Your best ideas were once scribbles on a napkin.
That napkin is now lost forever.
That’s fine, because it wasn’t the final version anyway.
If it was perfect, you’d still change it.
Nothing is ever truly done. Every finished thing is just a less obvious draft.
II. The Draft Paradox
Every attempt to finalize something creates more unfinished work.
For example:
- You decide to write a book.
- You write one sentence.
- That sentence needs editing.
- That edit makes you rewrite the entire paragraph.
- That paragraph makes you question the entire chapter.
- That chapter forces you to reconsider the whole book.
- Congratulations, you now have zero sentences written.
- You close your laptop and think, "I'll start tomorrow."

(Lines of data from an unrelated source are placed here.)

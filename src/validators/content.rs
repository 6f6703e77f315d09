//! Streaming content-model validation
//!
//! [`ContentModelValidator`] keeps one frame per open element. Each frame
//! holds the element's position in its compiled content model, so the
//! grammar itself is never mutated and can be shared between sessions.
//!
//! Violations are collected and never stop the traversal: an unexpected
//! child is still resolved against the grammar so that its own content can
//! be checked.

use std::collections::HashMap;

use crate::error::{Error, Result, ValidationError, ViolationKind};
use crate::limits::Limits;
use crate::namespaces::QName;

use super::arena::ElementIndex;
use super::builtins::ValueContext;
use super::elements::{ContentCategory, ElementDeclaration};
use super::grammar::{Grammar, GrammarDescription, GrammarKind};
use super::models::{ChildMatch, ContentState};
use super::wildcards::ProcessContents;

/// How an open element is validated
#[derive(Debug, Clone, Copy, PartialEq, Eq)]
pub enum FrameMode {
    /// Checked against a declaration
    Declared(ElementIndex),
    /// No declaration; children are checked when they have one
    Lax,
    /// Not validated, including descendants
    Skip,
}

impl FrameMode {
    /// Declaration used for the element, if any
    pub fn declaration(&self) -> Option<ElementIndex> {
        match self {
            FrameMode::Declared(index) => Some(*index),
            _ => None,
        }
    }
}

/// Result of an element start
#[derive(Debug, Clone, PartialEq, Eq)]
pub struct ElementStart {
    /// Validation mode chosen for the element
    pub mode: FrameMode,
    /// Path of the element, e.g. `/root/item[2]`
    pub path: String,
}

#[derive(Debug)]
struct Frame {
    name: QName,
    mode: FrameMode,
    state: ContentState,
    text: String,
    children: HashMap<QName, u32>,
    path: String,
    text_reported: bool,
}

fn is_xml_whitespace(text: &str) -> bool {
    text.chars().all(|c| matches!(c, ' ' | '\t' | '\n' | '\r'))
}

fn expected_list(expected: &[String]) -> String {
    if expected.is_empty() {
        "no more elements".to_string()
    } else {
        expected.join(", ")
    }
}

/// Per-session content-model state machine
#[derive(Debug)]
pub struct ContentModelValidator<'g> {
    grammar: &'g Grammar,
    limits: Limits,
    validate_root: bool,
    frames: Vec<Frame>,
}

impl<'g> ContentModelValidator<'g> {
    /// Create a new validator for a grammar
    pub fn new(grammar: &'g Grammar) -> Self {
        Self {
            grammar,
            limits: Limits::default(),
            validate_root: true,
            frames: Vec::new(),
        }
    }

    /// Set the limits
    pub fn with_limits(mut self, limits: Limits) -> Self {
        self.limits = limits;
        self
    }

    /// Check the root element name of DTD grammars
    pub fn with_root_validation(mut self, validate_root: bool) -> Self {
        self.validate_root = validate_root;
        self
    }

    /// Drop all open frames
    pub fn clear(&mut self) {
        self.frames.clear();
    }

    /// Number of open elements
    pub fn depth(&self) -> usize {
        self.frames.len()
    }

    /// Path of the innermost open element
    pub fn current_path(&self) -> Option<&str> {
        self.frames.last().map(|frame| frame.path.as_str())
    }

    fn declaration(&self, index: ElementIndex) -> Result<&'g ElementDeclaration> {
        self.grammar
            .element(index)
            .ok_or_else(|| Error::Internal(format!("no element declaration {}", index)))
    }

    /// Process an element start
    pub fn start_element(&mut self, name: &QName, errors: &mut Vec<ValidationError>) -> Result<ElementStart> {
        self.limits.check_depth(self.frames.len() + 1)?;
        let grammar = self.grammar;

        let (mode, path) = match self.frames.last_mut() {
            None => {
                let path = format!("/{}", name.local_name);
                (root_mode(grammar, name, self.validate_root, &path, errors), path)
            }
            Some(parent) => {
                let count = parent.children.entry(name.clone()).or_insert(0);
                *count += 1;
                let path = format!("{}/{}[{}]", parent.path, name.local_name, count);
                (child_mode(grammar, parent, name, &path, errors)?, path)
            }
        };

        let state = match mode {
            FrameMode::Declared(index) => self.declaration(index)?.model.start(),
            _ => ContentState::Any,
        };
        tracing::trace!(element = %name, %path, ?mode, "start element");

        self.frames.push(Frame {
            name: name.clone(),
            mode,
            state,
            text: String::new(),
            children: HashMap::new(),
            path: path.clone(),
            text_reported: false,
        });
        Ok(ElementStart { mode, path })
    }

    /// Process character data of the innermost open element
    pub fn characters(&mut self, text: &str, errors: &mut Vec<ValidationError>) -> Result<()> {
        let grammar = self.grammar;
        let Some(frame) = self.frames.last_mut() else {
            return Ok(());
        };
        let FrameMode::Declared(index) = frame.mode else {
            return Ok(());
        };
        let decl = grammar
            .element(index)
            .ok_or_else(|| Error::Internal(format!("no element declaration {}", index)))?;

        if decl.category == ContentCategory::Simple {
            frame.text.push_str(text);
        } else if !decl.allows_text() && !frame.text_reported && !is_xml_whitespace(text) {
            frame.text_reported = true;
            errors.push(
                ValidationError::new(
                    ViolationKind::TextNotAllowed,
                    format!("character data is not allowed in element '{}' ({})", decl.name, decl.category),
                )
                .with_name(frame.name.clone())
                .with_value(text.trim())
                .with_path(frame.path.clone()),
            );
        }
        Ok(())
    }

    /// Process an element end
    pub fn end_element(
        &mut self,
        name: &QName,
        ctx: &ValueContext<'_>,
        errors: &mut Vec<ValidationError>,
    ) -> Result<()> {
        let frame = self
            .frames
            .pop()
            .ok_or_else(|| Error::Xml(format!("end tag '{}' without an open element", name)))?;
        if frame.name != *name {
            return Err(Error::Xml(format!(
                "end tag '{}' does not match start tag '{}'",
                name, frame.name
            )));
        }
        let FrameMode::Declared(index) = frame.mode else {
            return Ok(());
        };
        let decl = self.declaration(index)?;

        if let Err(expected) = decl.model.finish(&frame.state) {
            errors.push(
                ValidationError::new(
                    ViolationKind::IncompleteContent,
                    format!(
                        "content of element '{}' is incomplete; expected {}",
                        decl.name,
                        expected_list(&expected)
                    ),
                )
                .with_name(frame.name.clone())
                .with_path(frame.path.clone()),
            );
        }

        if decl.category == ContentCategory::Simple {
            self.check_simple_content(decl, &frame, ctx, errors);
        }
        Ok(())
    }

    fn check_simple_content(
        &self,
        decl: &ElementDeclaration,
        frame: &Frame,
        ctx: &ValueContext<'_>,
        errors: &mut Vec<ValidationError>,
    ) {
        let simple_type = decl
            .simple_type
            .as_ref()
            .and_then(|type_name| self.grammar.simple_type(type_name));
        let Some(simple_type) = simple_type else {
            return;
        };

        let value = match simple_type.validate(&frame.text, ctx) {
            Ok(value) => value,
            Err(err) => {
                errors.push(
                    ValidationError::new(
                        ViolationKind::InvalidValue,
                        format!(
                            "invalid value for element '{}' of type '{}': {}",
                            decl.name,
                            simple_type.name(),
                            err.reason
                        ),
                    )
                    .with_name(frame.name.clone())
                    .with_value(frame.text.clone())
                    .with_path(frame.path.clone()),
                );
                return;
            }
        };

        if let Some(fixed) = &decl.fixed {
            let matches = match simple_type.validate(fixed, ctx) {
                Ok(expected) => expected == value,
                Err(_) => simple_type.white_space().normalize(fixed)
                    == simple_type.white_space().normalize(&frame.text),
            };
            if !matches {
                errors.push(
                    ValidationError::new(
                        ViolationKind::FixedValueMismatch,
                        format!("value of element '{}' must be '{}'", decl.name, fixed),
                    )
                    .with_name(frame.name.clone())
                    .with_value(frame.text.clone())
                    .with_path(frame.path.clone()),
                );
            }
        }
    }
}

fn undeclared(name: &QName, path: &str) -> ValidationError {
    ValidationError::new(
        ViolationKind::UndeclaredElement,
        format!("element '{}' is not declared", name),
    )
    .with_name(name.clone())
    .with_path(path)
}

fn root_mode(
    grammar: &Grammar,
    name: &QName,
    validate_root: bool,
    path: &str,
    errors: &mut Vec<ValidationError>,
) -> FrameMode {
    if validate_root {
        if let GrammarDescription::Dtd { root_element } = grammar.description() {
            if *root_element != name.local_name {
                errors.push(
                    ValidationError::new(
                        ViolationKind::RootMismatch,
                        format!("root element '{}' does not match '{}'", name, root_element),
                    )
                    .with_name(name.clone())
                    .with_path(path),
                );
            }
        }
    }
    match grammar.global_element(name) {
        Some(index) => FrameMode::Declared(index),
        None => {
            errors.push(undeclared(name, path));
            FrameMode::Lax
        }
    }
}

fn child_mode(
    grammar: &Grammar,
    parent: &mut Frame,
    name: &QName,
    path: &str,
    errors: &mut Vec<ValidationError>,
) -> Result<FrameMode> {
    let index = match parent.mode {
        FrameMode::Skip => return Ok(FrameMode::Skip),
        FrameMode::Lax => {
            return Ok(grammar
                .global_element(name)
                .map_or(FrameMode::Lax, FrameMode::Declared))
        }
        FrameMode::Declared(index) => index,
    };
    let decl = grammar
        .element(index)
        .ok_or_else(|| Error::Internal(format!("no element declaration {}", index)))?;
    let resolve = || grammar.resolve_child(decl.children_scope, name);

    let mode = match decl.model.accept_child(&mut parent.state, name, grammar.comparator()) {
        ChildMatch::Matched {
            wildcard: Some(process_contents),
            ..
        } => {
            let process_contents = match grammar.kind() {
                GrammarKind::Dtd => ProcessContents::Strict,
                GrammarKind::Schema => process_contents,
            };
            match (process_contents, grammar.global_element(name)) {
                (ProcessContents::Skip, _) => FrameMode::Skip,
                (_, Some(index)) => FrameMode::Declared(index),
                (ProcessContents::Lax, None) => FrameMode::Lax,
                (ProcessContents::Strict, None) => {
                    errors.push(undeclared(name, path));
                    FrameMode::Lax
                }
            }
        }
        ChildMatch::Matched {
            decl: Some(bound), ..
        } => {
            let same = grammar.element(bound).is_some_and(|d| d.name == *name);
            if same {
                FrameMode::Declared(bound)
            } else {
                // Substitution group member
                FrameMode::Declared(grammar.global_element(name).unwrap_or(bound))
            }
        }
        ChildMatch::Matched { decl: None, .. } => match resolve() {
            Some(index) => FrameMode::Declared(index),
            None => {
                errors.push(undeclared(name, path));
                FrameMode::Lax
            }
        },
        ChildMatch::Unexpected { expected } => {
            errors.push(
                ValidationError::new(
                    ViolationKind::UnexpectedElement,
                    format!(
                        "unexpected child element '{}' in '{}'; expected {}",
                        name,
                        decl.name,
                        expected_list(&expected)
                    ),
                )
                .with_name(name.clone())
                .with_path(path),
            );
            resolve().map_or(FrameMode::Lax, FrameMode::Declared)
        }
        ChildMatch::NotAllowed => {
            errors.push(
                ValidationError::new(
                    ViolationKind::ElementNotAllowed,
                    format!(
                        "element '{}' ({}) does not allow child elements",
                        decl.name, decl.category
                    ),
                )
                .with_name(name.clone())
                .with_path(path),
            );
            resolve().map_or(FrameMode::Lax, FrameMode::Declared)
        }
    };
    Ok(mode)
}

III. The Laws of Draft Reality
1️⃣ Anything you write will need a revision. If it doesn’t, you haven’t looked at it long enough.
2️⃣ Any decision you make will feel wrong later. Even this one.
3️⃣ Everything takes longer than expected.
The universe operates on "Draft Time."
Every estimate is a lie you tell yourself.
Your
will take four hours and break five other things.
4️⃣ You can never remove the last typo.
Fixing one typo creates two more.
No matter how many times you check, you’ll find another error only AFTER publishing.
Perfection is an illusion. Typos are eternal.